Ce billet fait partie d’une série de blogues sur les «décisions de la CSC et plus encore» rédigés par notre collaborateur James Hendry. Pour lire les autres billets, cliquez ici.

Texte original en anglais


Nouvelle clarification sur la réconciliation par voie de traité

Deux affaires récentes de la Cour suprême du Canada tentent de faire progresser l’objectif fondamental du droit moderne des droits issus de traités : la réconciliation des intérêts des peuples autochtones et non autochtones. Ces deux affaires montrent que la conclusion de traités de nation à nation se déroule dans le cadre de la Constitution canadienne.
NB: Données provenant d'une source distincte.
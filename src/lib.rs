//! # Zyora
//!
//! Client core for a virtual try-on app: stage a photo of yourself and a
//! garment, let the backend composite them, keep the looks you like.
//!
//! ## Overview
//!
//! Zyora holds the session in memory, mirrors it to an on-device key-value
//! store, and talks to a remote try-on backend over HTTP. Sign-in goes through
//! an identity provider (Google) or a local developer path.
//!
//! ## Architecture
//!
//! ```text
//! ┌─────────────────────────────────────────────────────────────┐
//! │                        AppStore                             │
//! │   In-memory session, actions, background persistence       │
//! └─────────────────────────────────────────────────────────────┘
//!                              │
//!          ┌───────────────────┼───────────────────┐
//!          ▼                   ▼                   ▼
//! ┌─────────────────┐ ┌─────────────────┐ ┌─────────────────┐
//! │     Storage     │ │    Identity     │ │       API       │
//! │                 │ │                 │ │                 │
//! │ • User          │ │ • Developer     │ │ • Generate look │
//! │ • Saved looks   │ │ • Google OAuth  │ │ • Fetch image   │
//! │ • Dev mode      │ │ • Credentials   │ │ • Health        │
//! └─────────────────┘ └─────────────────┘ └─────────────────┘
//!          │
//!          ▼
//! ┌─────────────────┐
//! │  KeyValueStore  │
//! │                 │
//! │ • SQLite        │
//! │ • Memory        │
//! └─────────────────┘
//! ```
//!
//! ## Modules
//!
//! - [`api`] - Try-on backend client
//! - [`app`] - Application state, actions and persistence worker
//! - [`config`] - Configuration management
//! - [`credentials`] - Encrypted provider tokens
//! - [`generate`] - Generation workflow
//! - [`identity`] - Identity providers
//! - [`images`] - Image URL, MIME and data URI helpers
//! - [`kv`] - Key-value backends
//! - [`models`] - Data models (profile, looks, images)
//! - [`storage`] - Typed adapters over the key-value store
//!
//! ## Example
//!
//! ```no_run
//! use std::sync::Arc;
//! use zyora::{AppStore, DeveloperIdentity, SqliteStore, Storage};
//!
//! #[tokio::main]
//! async fn main() -> anyhow::Result<()> {
//!     let storage = Storage::new(Arc::new(SqliteStore::open()?));
//!     let mut store = AppStore::new(storage, Arc::new(DeveloperIdentity), 10);
//!     store.load_from_storage().await;
//!     store.sign_in_as_developer().await;
//!     store.flush().await;
//!     Ok(())
//! }
//! ```

#![doc(html_root_url = "https://docs.rs/zyora/0.1.0")]
#![warn(missing_docs)]
#![warn(rustdoc::missing_crate_level_docs)]
#![allow(clippy::unused_async)]
#![allow(clippy::missing_errors_doc)]
#![allow(clippy::missing_panics_doc)]
#![allow(clippy::must_use_candidate)]
#![allow(clippy::module_name_repetitions)]
#![allow(clippy::items_after_statements)]
#![allow(clippy::option_if_let_else)]
#![allow(clippy::if_not_else)]
#![allow(clippy::single_match_else)]
#![allow(clippy::too_many_lines)]
#![allow(clippy::uninlined_format_args)]
#![allow(clippy::needless_pass_by_value)]
#![allow(clippy::manual_let_else)]
#![allow(clippy::return_self_not_must_use)]
#![allow(clippy::collapsible_if)]

pub mod api;
pub mod app;
pub mod config;
pub mod credentials;
pub mod generate;
pub mod identity;
pub mod images;
pub mod kv;
pub mod models;
pub mod paths;
pub mod storage;

// Re-export main types for convenience
pub use api::ApiClient;
pub use app::{AppState, AppStore, Session};
pub use config::Config;
pub use credentials::CredentialStore;
pub use generate::GenerateError;
pub use identity::{DeveloperIdentity, GoogleIdentity, IdentityError, IdentityProvider};
pub use kv::{KeyValueStore, MemoryStore, SqliteStore, StorageError};
pub use models::{GenerationResult, ImageAsset, ImageKind, SavedLook, UserProfile};
pub use storage::Storage;

/// ASCII logo for the application
pub const LOGO: &str = r"
  _____                       
 |__  /_   _  ___  _ __ __ _ 
   / /| | | |/ _ \| '__/ _` |
  / /_| |_| | (_) | | | (_| |
 /____|\__, |\___/|_|  \__,_|
       |___/                  
";

/// Application version
pub const VERSION: &str = env!("CARGO_PKG_VERSION");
La Cour a observé que les traités concilient la souveraineté autochtone préexistante avec la souveraineté supposée de la Couronne et définissent les droits ancestraux de l’article 35. La Cour a expliqué dans l’affaire Little Salmon que les traités historiques visent à réconcilier les habitants autochtones avec l’affirmation de la souveraineté européenne sur les territoires traditionnels de colonisation et de peuplement des Premières Nations, tandis que les traités globaux modernes impliquent de longues négociations entre des parties bien dotées en ressources et sophistiquées visant à définir des droits et obligations précises en matière de propriété et de gouvernance.

Les traités modernes ressemblent davantage à une réconciliation de nation à nation.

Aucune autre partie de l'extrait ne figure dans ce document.